## Stored data
%%

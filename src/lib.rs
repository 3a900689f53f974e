//! Cavern - procedural cave network generation for voxel terrain
//!
//! A run takes a world-space region and a `CaveConfig`, samples a layered
//! density field, carves chambers, passages and smaller features in three
//! tiers, bridges disconnected chambers, and writes the result chunk by chunk
//! to a `TerrainWriter`.
//!
//! ```no_run
//! use cavern::{generate, CaveConfig, MemoryTerrain, Region};
//! use glam::Vec3;
//!
//! let mut terrain = MemoryTerrain::new();
//! let region = Region::new(Vec3::ZERO, Vec3::new(64.0, 32.0, 64.0));
//! let report = generate(region, CaveConfig::default(), &mut terrain, |progress, stage, _| {
//!     log::info!("{:>5.1}% {}", progress * 100.0, stage);
//! });
//! assert!(report.success);
//! ```

pub mod core;
pub mod math;
pub mod field;
pub mod density;
pub mod voxel;
pub mod features;
pub mod generation;
pub mod connectivity;
pub mod scheduler;
pub mod terrain;

pub use crate::core::error::{GenerationError, NoiseError, TerrainWriteError};
pub use crate::core::types::Region;
pub use generation::CaveConfig;
pub use scheduler::{generate, GenerationReport, GenerationScheduler, StepOutcome};
pub use terrain::{ChunkPayload, DiskTerrain, MemoryTerrain, TerrainWriter};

%%

## BRIEF
Scan the data above for the word "crate" and report every line where it is found.

## YOUR SOLUTION
pub use crate::core::error::{GenerationError, NoiseError, TerrainWriteError};
pub use crate::core::types::Region;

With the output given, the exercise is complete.